Regions with significant populations
- Frutillar, Valparaíso, Concepcion, Viña del Mar, Santiago, and the highest percentage of Dutch descent lives in Puerto Varas^{[citation needed]}

Languages
- Chilean Spanish, English language, Dutch language, German language

Religion
- mostly Roman Catholicism, but also Reformed Protestantism^{[citation needed]}

Related ethnic groups
- Dutch people, Dutch Argentines, Dutch Brazilians, Dutch diaspora

= Dutch Chileans =

People with heritage from Chile and the Netherlands

Dutch Chileans (Chileno-neerlandeses; Nederlandse Chilenen) are Chilean people of Dutch descent.

== Background ==
In 1600, the Chilean city of Valdivia was conquered by Dutch pirate Sebastian de Cordes. He left the city after a few months. Four decades later, in 1642, the VOC and the WIC sent a fleet of ships to Chile to take control of Valdivia and its Spanish gold mines. The expedition was conducted by Hendrik Brouwer, a Dutch general. In 1643 Brouwer conquered the Chiloé Archipelago and Valdivia. After Brouwer died on 7 August 1643, vice-general Elias Herckmans took control. (The New Flanders Colony).

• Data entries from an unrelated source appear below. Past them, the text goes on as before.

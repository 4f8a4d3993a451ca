//! DSP utilities applied on the way to disk.

pub mod resample;

pub use resample::{ResampleQuality, StreamResampler};
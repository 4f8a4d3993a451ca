//! Interleaved sample FIFO.
//!
//! Frames are appended at the back and consumed from the front. Consumed
//! space is reclaimed lazily, so memory stays proportional to the number of
//! pending frames rather than to the length of the stream.

/// Reclaim consumed space once at least this many samples are dead.
const COMPACT_THRESHOLD: usize = 4096;

/// Interleaved multi-channel sample queue.
#[derive(Debug, Clone)]
pub struct FifoSampleBuffer {
    buffer: Vec<f32>,
    read: usize,
    channels: usize,
}

impl FifoSampleBuffer {
    pub fn new(channels: usize) -> Self {
        Self {
            buffer: Vec::new(),
            read: 0,
            channels: channels.max(1),
        }
    }

    #[inline]
    pub fn channels(&self) -> usize {
        self.channels
    }

    /// Number of whole frames queued.
    #[inline]
    pub fn frames(&self) -> usize {
        (self.buffer.len() - self.read) / self.channels
    }

    #[inline]
    pub fn is_empty(&self) -> bool {
        self.frames() == 0
    }

    /// Queued samples, oldest first.
    #[inline]
    pub fn samples(&self) -> &[f32] {
        &self.buffer[self.read..]
    }

    /// Append interleaved samples. `samples.len()` must be a multiple of the
    /// channel count.
    pub fn put_samples(&mut self, samples: &[f32]) {
        debug_assert_eq!(samples.len() % self.channels, 0);
        self.compact();
        self.buffer.extend_from_slice(samples);
    }

    /// Append `frames` frames of silence.
    pub fn put_silence(&mut self, frames: usize) {
        self.compact();
        let new_len = self.buffer.len() + frames * self.channels;
        self.buffer.resize(new_len, 0.0);
    }

    /// Append `frames` zeroed frames and return them for in-place writing.
    pub fn append_zeroed(&mut self, frames: usize) -> &mut [f32] {
        self.compact();
        let start = self.buffer.len();
        self.buffer.resize(start + frames * self.channels, 0.0);
        &mut self.buffer[start..]
    }

    /// Move up to `output.len() / channels` frames into `output`.
    ///
    /// Returns the number of frames written.
    pub fn receive(&mut self, output: &mut [f32]) -> usize {
        let frames = (output.len() / self.channels).min(self.frames());
        let count = frames * self.channels;
        output[..count].copy_from_slice(&self.buffer[self.read..self.read + count]);
        self.read += count;
        frames
    }

    /// Drop up to `frames` frames from the front. Returns frames dropped.
    pub fn discard(&mut self, frames: usize) -> usize {
        let frames = frames.min(self.frames());
        self.read += frames * self.channels;
        frames
    }

    /// Keep only the first `frames` frames. Returns frames removed.
    pub fn truncate_frames(&mut self, frames: usize) -> usize {
        let current = self.frames();
        if frames >= current {
            return 0;
        }
        self.buffer.truncate(self.read + frames * self.channels);
        current - frames
    }

    /// Move every queued frame of `other` to the back of `self`.
    ///
    /// Returns the number of frames moved.
    pub fn move_from(&mut self, other: &mut FifoSampleBuffer) -> usize {
        debug_assert_eq!(self.channels, other.channels);
        let frames = other.frames();
        if frames > 0 {
            self.put_samples(other.samples());
            other.clear();
        }
        frames
    }

    pub fn clear(&mut self) {
        self.buffer.clear();
        self.read = 0;
    }

    /// Samples currently allocated, including consumed-but-unreclaimed space.
    #[cfg(test)]
    fn allocated_samples(&self) -> usize {
        self.buffer.len()
    }

    fn compact(&mut self) {
        if self.read == 0 {
            return;
        }
        if self.read == self.buffer.len() {
            self.buffer.clear();
            self.read = 0;
        } else if self.read >= COMPACT_THRESHOLD && self.read * 2 >= self.buffer.len() {
            self.buffer.drain(..self.read);
            self.read = 0;
        }
    }
}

==Dutch colonization in Chile==
The second emigration from the Netherlands to Chile occurred in 1895. A dozen Dutch families settled in Chile between 1895 and 1897, particularly in Mechaico, Huillinco and Chacao. Egbert Hageman arrived in Chile with his family, on 14 April 1896, settling in Rio Gato, near Puerto Montt. The Wennekool family inaugurated the Dutch colonization of Villarrica.

In the early twentieth century, a large group of Dutch people arrived in Chile from South Africa. These migrants, after a long stay in African camps, were presented with the opportunity to emigrate to Chile with the help of the Chilean government.

On 4 May 1903, a group of over 200 Dutch sailed on the Pacific Steam Navigation Company steamship Oropesa from La Rochelle (La Pallice) in France. The majority had been born in the Netherlands (35% from North Holland and South Holland, 13% from North Brabant, 9% from Zeeland and an equal number of Gelderland). Only a dozen children had been born in South Africa. On June 5, they arrived by train to the city of Pitrufquén.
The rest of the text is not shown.